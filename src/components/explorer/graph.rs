//! The node/relationship set currently on screen.
//!
//! Nodes keep insertion order and are unique by id. The first copy of a node
//! ever seen wins: a later copy with the same id is discarded, even if its
//! properties differ. Relationships are unique by id as well. A relationship
//! is only admitted when both endpoints are displayed.

use std::collections::HashSet;

use log::{debug, warn};

use super::types::{GraphNode, GraphRelationship};

/// Keep the first node seen for each id, preserving order.
pub fn dedupe_nodes<I>(nodes: I) -> Vec<GraphNode>
where
	I: IntoIterator<Item = GraphNode>,
{
	let mut taken = HashSet::new();
	nodes
		.into_iter()
		.filter(|node| taken.insert(node.id.clone()))
		.collect()
}

/// Set when the initial result held more nodes than the display ceiling.
#[derive(Clone, Copy, Debug, PartialEq, Eq)]
pub struct Truncation {
	pub displayed: usize,
	pub total: usize,
}

impl Truncation {
	pub fn message(&self) -> String {
		format!(
			"Not all return nodes are being displayed due to Initial Node Display setting. Only {} of {} nodes are being displayed.",
			self.displayed, self.total
		)
	}
}

/// What a merge actually changed.
#[derive(Clone, Debug, Default, PartialEq)]
pub struct MergeOutcome {
	pub added_nodes: Vec<GraphNode>,
	pub added_relationships: Vec<GraphRelationship>,
	/// Relationships discarded because an endpoint is not displayed.
	pub dropped_relationships: usize,
	/// New nodes left out because the neighbour budget was exhausted.
	pub capped_nodes: usize,
	/// Relationships skipped because they lead to a node left out by the cap.
	pub capped_relationships: usize,
}

impl MergeOutcome {
	pub fn is_empty(&self) -> bool {
		self.added_nodes.is_empty() && self.added_relationships.is_empty()
	}
}

#[derive(Clone, Debug, Default, PartialEq)]
pub struct DisplayGraph {
	nodes: Vec<GraphNode>,
	relationships: Vec<GraphRelationship>,
	node_ids: HashSet<String>,
	relationship_ids: HashSet<String>,
}

impl DisplayGraph {
	pub fn new() -> Self {
		Self::default()
	}

	/// Build the initial view of a query result, honouring `initial_node_display`.
	pub fn from_query(
		nodes: Vec<GraphNode>,
		relationships: Vec<GraphRelationship>,
		initial_node_display: usize,
	) -> (Self, Option<Truncation>) {
		let mut nodes = dedupe_nodes(nodes);
		let total = nodes.len();
		let truncation = (total > initial_node_display).then(|| {
			nodes.truncate(initial_node_display);
			Truncation {
				displayed: nodes.len(),
				total,
			}
		});
		if let Some(t) = truncation {
			debug!("initial result truncated to {} of {} nodes", t.displayed, t.total);
		}

		let mut graph = Self::new();
		let outcome = graph.merge(nodes, relationships);
		if outcome.dropped_relationships > 0 && truncation.is_none() {
			warn!(
				"{} relationships reference nodes missing from the result",
				outcome.dropped_relationships
			);
		}
		(graph, truncation)
	}

	pub fn nodes(&self) -> &[GraphNode] {
		&self.nodes
	}

	pub fn relationships(&self) -> &[GraphRelationship] {
		&self.relationships
	}

	pub fn node_count(&self) -> usize {
		self.nodes.len()
	}

	pub fn contains_node(&self, id: &str) -> bool {
		self.node_ids.contains(id)
	}

	pub fn node(&self, id: &str) -> Option<&GraphNode> {
		self.nodes.iter().find(|node| node.id == id)
	}

	pub fn relationship(&self, id: &str) -> Option<&GraphRelationship> {
		self.relationships.iter().find(|rel| rel.id == id)
	}

	/// Ids of the displayed nodes adjacent to `node_id`, in first-seen order.
	pub fn neighbour_ids(&self, node_id: &str) -> Vec<String> {
		let mut seen = HashSet::new();
		self.relationships
			.iter()
			.filter_map(|rel| rel.other_end(node_id))
			.filter(|other| *other != node_id && seen.insert(other.to_string()))
			.map(str::to_string)
			.collect()
	}

	/// Union `nodes` and `relationships` into the graph without a node ceiling.
	pub fn merge(
		&mut self,
		nodes: Vec<GraphNode>,
		relationships: Vec<GraphRelationship>,
	) -> MergeOutcome {
		let mut outcome = MergeOutcome::default();
		for node in nodes {
			self.admit_node(node, &mut outcome);
		}
		for rel in relationships {
			self.admit_relationship(rel, &mut outcome);
		}
		outcome
	}

	/// Merge the neighbours fetched for `center`, leaving `center` with at
	/// most `max_neighbours` neighbours.
	///
	/// Candidates are taken in fetch order: the fetched nodes first, then
	/// displayed nodes reached only through a fetched relationship. A
	/// candidate that is already a neighbour is free. Any other candidate,
	/// displayed or not, uses one unit of budget. A displayed node that no
	/// fetched relationship links to `center` is not a candidate.
	/// Fetched relationships that would link `center` to a candidate left
	/// out, or that lead to an undisplayed node left out, are skipped and
	/// counted in `capped_relationships`.
	pub fn merge_expansion(
		&mut self,
		center: &str,
		nodes: Vec<GraphNode>,
		relationships: Vec<GraphRelationship>,
		max_neighbours: usize,
	) -> MergeOutcome {
		let current: HashSet<String> = self.neighbour_ids(center).into_iter().collect();
		let far_ends: Vec<String> = relationships
			.iter()
			.filter(|rel| rel.touches(center))
			.filter_map(|rel| rel.other_end(center))
			.filter(|other| *other != center)
			.map(str::to_string)
			.collect();
		let linked: HashSet<&str> = far_ends.iter().map(String::as_str).collect();

		let candidates = nodes
			.iter()
			.map(|node| node.id.as_str())
			.filter(|id| !self.contains_node(id) || linked.contains(id))
			.chain(
				far_ends
					.iter()
					.map(String::as_str)
					.filter(|id| self.contains_node(id)),
			);
		let budget = max_neighbours.saturating_sub(current.len());
		let mut admitted: HashSet<String> = HashSet::new();
		let mut capped: HashSet<String> = HashSet::new();
		for id in candidates {
			if id == center || current.contains(id) || admitted.contains(id) || capped.contains(id) {
				continue;
			}
			if admitted.len() < budget {
				admitted.insert(id.to_string());
			} else {
				capped.insert(id.to_string());
			}
		}

		let mut outcome = MergeOutcome::default();
		for node in nodes {
			if capped.contains(&node.id) {
				if !self.contains_node(&node.id) {
					outcome.capped_nodes += 1;
				}
				continue;
			}
			self.admit_node(node, &mut outcome);
		}
		for rel in relationships {
			let over_cap = if rel.touches(center) {
				rel.other_end(center).is_some_and(|other| capped.contains(other))
			} else {
				[&rel.start_node_id, &rel.end_node_id]
					.into_iter()
					.any(|id| capped.contains(id) && !self.contains_node(id))
			};
			if over_cap && !self.relationship_ids.contains(&rel.id) {
				outcome.capped_relationships += 1;
				continue;
			}
			self.admit_relationship(rel, &mut outcome);
		}
		outcome
	}

	fn admit_node(&mut self, node: GraphNode, outcome: &mut MergeOutcome) {
		if !self.node_ids.insert(node.id.clone()) {
			return;
		}
		self.nodes.push(node.clone());
		outcome.added_nodes.push(node);
	}

	fn admit_relationship(&mut self, rel: GraphRelationship, outcome: &mut MergeOutcome) {
		if self.relationship_ids.contains(&rel.id) {
			return;
		}
		if !self.node_ids.contains(&rel.start_node_id) || !self.node_ids.contains(&rel.end_node_id) {
			outcome.dropped_relationships += 1;
			return;
		}
		self.relationship_ids.insert(rel.id.clone());
		self.relationships.push(rel.clone());
		outcome.added_relationships.push(rel);
	}
}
※
◆ EXERCISE
Starting at the line that contains "by the cap." and stopping after the line that contains "let mut nodes = dedupe_nodes(nodes);", write out every line exactly as it appears above, and no other line.

◆ RESPONSE TO THE TASK
	/// Relationships skipped because they lead to a node left out by the cap.
	pub capped_relationships: usize,
}

impl MergeOutcome {
	pub fn is_empty(&self) -> bool {
		self.added_nodes.is_empty() && self.added_relationships.is_empty()
	}
}

#[derive(Clone, Debug, Default, PartialEq)]
pub struct DisplayGraph {
	nodes: Vec<GraphNode>,
	relationships: Vec<GraphRelationship>,
	node_ids: HashSet<String>,
	relationship_ids: HashSet<String>,
}

impl DisplayGraph {
	pub fn new() -> Self {
		Self::default()
	}

	/// Build the initial view of a query result, honouring `initial_node_display`.
	pub fn from_query(
		nodes: Vec<GraphNode>,
		relationships: Vec<GraphRelationship>,
		initial_node_display: usize,
	) -> (Self, Option<Truncation>) {
		let mut nodes = dedupe_nodes(nodes);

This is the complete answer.